Excel Interop - Efficiency and performance

Vincent Van Den Berghe picture Vincent Van Den Berghe · Dec 10, 2008 · Viewed 31.2k times · Source

I was wondering what I could do to improve the performance of Excel automation, as it can be quite slow if you have a lot going on in the worksheet...

Here's a few I found myself:

  • ExcelApp.ScreenUpdating = false -- turn off the redrawing of the screen

  • ExcelApp.Calculation = Excel.XlCalculation.xlCalculationManual -- turning off the calculation engine so Excel doesn't automatically recalculate when a cell value changes (turn it back on after you're done)

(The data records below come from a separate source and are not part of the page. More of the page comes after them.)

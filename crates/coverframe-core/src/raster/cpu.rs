use image::RgbaImage;
use rayon::prelude::*;
use tracing::debug;

use crate::consts::{MAX_SUPERSAMPLE, PARALLEL_PIXEL_THRESHOLD};
use crate::error::{CropError, Result};
use crate::geometry::{SourceRect, TargetSize};

use super::RasterBackend;

/// CPU backend: bilinear sampling with supersampling on downscale,
/// using Rayon for row parallelism on large targets.
#[derive(Clone, Copy, Debug, Default)]
pub struct CpuRasterizer;

impl RasterBackend for CpuRasterizer {
    fn name(&self) -> &str {
        "CPU/Rayon"
    }

    fn draw_region(
        &self,
        source: &RgbaImage,
        src: SourceRect,
        dst: TargetSize,
    ) -> Result<RgbaImage> {
        if dst.width == 0 || dst.height == 0 {
            return Err(CropError::EncodingFailed(format!(
                "target surface is empty: {}x{}",
                dst.width, dst.height
            )));
        }
        if !src.is_finite() || src.width <= 0.0 || src.height <= 0.0 {
            return Err(CropError::EncodingFailed(format!(
                "invalid source region: {src:?}"
            )));
        }
        if source.width() == 0 || source.height() == 0 {
            return Err(CropError::EncodingFailed("source bitmap is empty".into()));
        }

        let sampler = Sampler::new(source, src, dst);
        debug!(
            taps_x = sampler.taps_x,
            taps_y = sampler.taps_y,
            width = dst.width,
            height = dst.height,
            "Rasterizing crop"
        );

        let row_len = dst.width as usize * 4;
        let mut buf = vec![0u8; dst.pixel_count() * 4];

        if dst.pixel_count() >= PARALLEL_PIXEL_THRESHOLD {
            buf.par_chunks_mut(row_len)
                .enumerate()
                .for_each(|(row, out)| sampler.render_row(row as u32, out));
        } else {
            buf.chunks_mut(row_len)
                .enumerate()
                .for_each(|(row, out)| sampler.render_row(row as u32, out));
        }

        RgbaImage::from_raw(dst.width, dst.height, buf).ok_or_else(|| {
            CropError::EncodingFailed("output buffer does not match target size".into())
        })
    }
}

struct Sampler<'a> {
    source: &'a RgbaImage,
    src: SourceRect,
    dst: TargetSize,
    /// Source pixels per output pixel.
    step_x: f64,
    step_y: f64,
    taps_x: u32,
    taps_y: u32,
}

impl<'a> Sampler<'a> {
    fn new(source: &'a RgbaImage, src: SourceRect, dst: TargetSize) -> Self {
        let step_x = src.width / dst.width as f64;
        let step_y = src.height / dst.height as f64;
        Self {
            source,
            src,
            dst,
            step_x,
            step_y,
            taps_x: taps_for(step_x),
            taps_y: taps_for(step_y),
        }
    }

    fn render_row(&self, row: u32, out: &mut [u8]) {
        let taps = (self.taps_x * self.taps_y) as f32;

        for col in 0..self.dst.width {
            let mut acc = [0.0f32; 4];

            for ty in 0..self.taps_y {
                let fy = (ty as f64 + 0.5) / self.taps_y as f64;
                // Pixel centres sit at integer + 0.5 in source space.
                let sy = self.src.y + (row as f64 + fy) * self.step_y - 0.5;
                for tx in 0..self.taps_x {
                    let fx = (tx as f64 + 0.5) / self.taps_x as f64;
                    let sx = self.src.x + (col as f64 + fx) * self.step_x - 0.5;
                    let px = self.bilinear_premultiplied(sx, sy);
                    for (a, p) in acc.iter_mut().zip(px) {
                        *a += p;
                    }
                }
            }

            let alpha = acc[3] / taps;
            let idx = col as usize * 4;
            if alpha > 0.0 {
                for c in 0..3 {
                    out[idx + c] = to_u8(acc[c] / taps / alpha * 255.0);
                }
            }
            out[idx + 3] = to_u8(alpha * 255.0);
        }
    }

    /// Bilinear sample at (x, y) with edge clamping. Returns premultiplied
    /// RGB plus alpha, all in [0, 1].
    fn bilinear_premultiplied(&self, x: f64, y: f64) -> [f32; 4] {
        let max_x = self.source.width() as i64 - 1;
        let max_y = self.source.height() as i64 - 1;

        let x0f = x.floor();
        let y0f = y.floor();
        let fx = (x - x0f) as f32;
        let fy = (y - y0f) as f32;

        let x0 = (x0f as i64).clamp(0, max_x) as u32;
        let x1 = (x0f as i64 + 1).clamp(0, max_x) as u32;
        let y0 = (y0f as i64).clamp(0, max_y) as u32;
        let y1 = (y0f as i64 + 1).clamp(0, max_y) as u32;

        let p00 = premultiplied(self.source, x0, y0);
        let p10 = premultiplied(self.source, x1, y0);
        let p01 = premultiplied(self.source, x0, y1);
        let p11 = premultiplied(self.source, x1, y1);

        let mut out = [0.0f32; 4];
        for c in 0..4 {
            out[c] = p00[c] * (1.0 - fx) * (1.0 - fy)
                + p10[c] * fx * (1.0 - fy)
                + p01[c] * (1.0 - fx) * fy
                + p11[c] * fx * fy;
        }
        out
    }
}

fn premultiplied(img: &RgbaImage, x: u32, y: u32) -> [f32; 4] {
    let [r, g, b, a] = img.get_pixel(x, y).0;
    let a = a as f32 / 255.0;
    [
        r as f32 / 255.0 * a,
        g as f32 / 255.0 * a,
        b as f32 / 255.0 * a,
        a,
    ]
}

/// Taps per axis: one per source pixel covered, capped.
fn taps_for(step: f64) -> u32 {
    (step.ceil() as u32).clamp(1, MAX_SUPERSAMPLE)
}

fn to_u8(v: f32) -> u8 {
    v.round().clamp(0.0, 255.0) as u8
}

  • Reduce calls to Worksheet.Cells.Item(row, col) and Worksheet.Range -- I had to poll hundreds of cells to find the cell I needed. Implementing some caching of cell locations, reduced the execution time from ~40 to ~5 seconds.

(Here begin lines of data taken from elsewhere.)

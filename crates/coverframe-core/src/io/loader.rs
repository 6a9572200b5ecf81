use std::path::Path;

use image::{ImageFormat, RgbaImage};
use tracing::{debug, info};

use crate::config::CropConfig;
use crate::error::{CropError, Result};

/// A file picked by the user: raw bytes plus what the picker reported about it.
#[derive(Clone, Debug)]
pub struct FileHandle {
    pub name: String,
    /// Declared MIME type. May be empty when the host could not tell.
    pub mime_type: String,
    pub bytes: Vec<u8>,
}

impl FileHandle {
    pub fn new(name: impl Into<String>, mime_type: impl Into<String>, bytes: Vec<u8>) -> Self {
        Self {
            name: name.into(),
            mime_type: mime_type.into(),
            bytes,
        }
    }

    /// Read a file from disk, declaring the MIME type implied by its extension.
    pub fn from_path(path: &Path) -> Result<Self> {
        let bytes = std::fs::read(path)?;
        let name = path
            .file_name()
            .and_then(|n| n.to_str())
            .unwrap_or_default()
            .to_string();
        let mime_type = mime_from_name(&name).unwrap_or_default().to_string();
        Ok(Self {
            name,
            mime_type,
            bytes,
        })
    }

    pub fn size(&self) -> u64 {
        self.bytes.len() as u64
    }

    /// Declared MIME type, normalized. Falls back to the file extension.
    pub fn effective_mime(&self) -> String {
        let declared = normalize_mime(&self.mime_type);
        if declared.is_empty() {
            mime_from_name(&self.name).unwrap_or_default().to_string()
        } else {
            declared
        }
    }
}

/// Lower-case a MIME type and drop any `;` parameters.
fn normalize_mime(mime: &str) -> String {
    mime.split(';')
        .next()
        .unwrap_or_default()
        .trim()
        .to_ascii_lowercase()
}

fn mime_from_name(name: &str) -> Option<&'static str> {
    let ext = Path::new(name).extension()?.to_str()?;
    ImageFormat::from_extension(ext).map(|f| f.to_mime_type())
}

/// A decoded source image. Immutable once loaded.
#[derive(Clone, Debug)]
pub struct SourceImage {
    file_name: String,
    format: ImageFormat,
    has_alpha: bool,
    pixels: RgbaImage,
}

impl SourceImage {
    pub fn natural_width(&self) -> u32 {
        self.pixels.width()
    }

    pub fn natural_height(&self) -> u32 {
        self.pixels.height()
    }

    pub fn file_name(&self) -> &str {
        &self.file_name
    }

    /// Format detected from the file content.
    pub fn detected_format(&self) -> ImageFormat {
        self.format
    }

    /// Whether the source carried an alpha channel before RGBA conversion.
    pub fn has_alpha(&self) -> bool {
        self.has_alpha
    }

    pub fn pixels(&self) -> &RgbaImage {
        &self.pixels
    }
}

/// Validates picked files and decodes them into [`SourceImage`]s.
#[derive(Clone, Debug)]
pub struct SourceLoader {
    max_size_bytes: u64,
    accepted: Vec<String>,
}

impl SourceLoader {
    pub fn new(config: &CropConfig) -> Self {
        Self {
            max_size_bytes: config.max_size_bytes,
            accepted: config
                .accepted_mime_types
                .iter()
                .map(|m| normalize_mime(m))
                .collect(),
        }
    }

    /// Check size and type without decoding anything.
    pub fn validate(&self, file: &FileHandle) -> Result<()> {
        if file.bytes.is_empty() {
            return Err(CropError::InvalidFile(format!("'{}' is empty", file.name)));
        }

        let size = file.size();
        if size > self.max_size_bytes {
            return Err(CropError::FileTooLarge {
                size,
                max: self.max_size_bytes,
            });
        }

        let mime = file.effective_mime();
        if !self.accepted.iter().any(|a| *a == mime) {
            return Err(CropError::InvalidFileType {
                mime,
                accepted: self.accepted.clone(),
            });
        }

        Ok(())
    }

    /// Only single-file selections are allowed.
    pub fn validate_selection<'a>(&self, files: &'a [FileHandle]) -> Result<&'a FileHandle> {
        match files {
            [file] => {
                self.validate(file)?;
                Ok(file)
            }
            [] => Err(CropError::InvalidFile("no file selected".into())),
            _ => Err(CropError::InvalidFile(format!(
                "only one file can be selected, got {}",
                files.len()
            ))),
        }
    }

    /// Validate, then decode the file at its natural resolution.
    pub fn load(&self, file: FileHandle) -> Result<SourceImage> {
        self.validate(&file)?;
        decode(file)
    }

    pub fn load_selection(&self, mut files: Vec<FileHandle>) -> Result<SourceImage> {
        self.validate_selection(&files)?;
        // validate_selection guarantees exactly one element
        match files.pop() {
            Some(file) => decode(file),
            None => Err(CropError::InvalidFile("no file selected".into())),
        }
    }
}

fn decode(file: FileHandle) -> Result<SourceImage> {
    let format =
        image::guess_format(&file.bytes).map_err(|e| CropError::DecodeError(e.to_string()))?;
    let img = image::load_from_memory_with_format(&file.bytes, format)
        .map_err(|e| CropError::DecodeError(e.to_string()))?;

    let (width, height) = (img.width(), img.height());
    check_dimensions(width, height)?;

    let has_alpha = img.color().has_alpha();
    debug!(?format, has_alpha, "Decoded source");
    info!(name = %file.name, width, height, "Source image loaded");

    Ok(SourceImage {
        file_name: file.name,
        format,
        has_alpha,
        pixels: img.into_rgba8(),
    })
}

/// A decoded raster must have at least one pixel.
fn check_dimensions(width: u32, height: u32) -> Result<()> {
    if width == 0 || height == 0 {
        return Err(CropError::DecodeError(format!(
            "image has zero dimension: {width}x{height}"
        )));
    }
    Ok(())
}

What kind of interop calls take a heavy toll on performance and should be avoided? What else can you do to avoid unnecessary processing being done?

Answer

Anonymous Type picture Anonymous Type · Feb 19, 2010

When using C# or VB.Net to either get or set a range, figure out what the total size of the range is, and then get one large 2 dimensional object array...

//get values
object[,] objectArray = shtName.get_Range("A1:Z100").Value2;
iFace = Convert.ToInt32(objectArray[1,1]);

//set values
object[,] objectArray = new object[3,1] {{"A"}{"B"}{"C"}};
rngName.Value2 = objectArray;

Note that its important you know what datatype Excel is storing (text or numbers) as it won't automatically do this for you when you are converting the type back from the object array. Add tests if necessary to validate the data if you can't be sure beforehand of the type of data.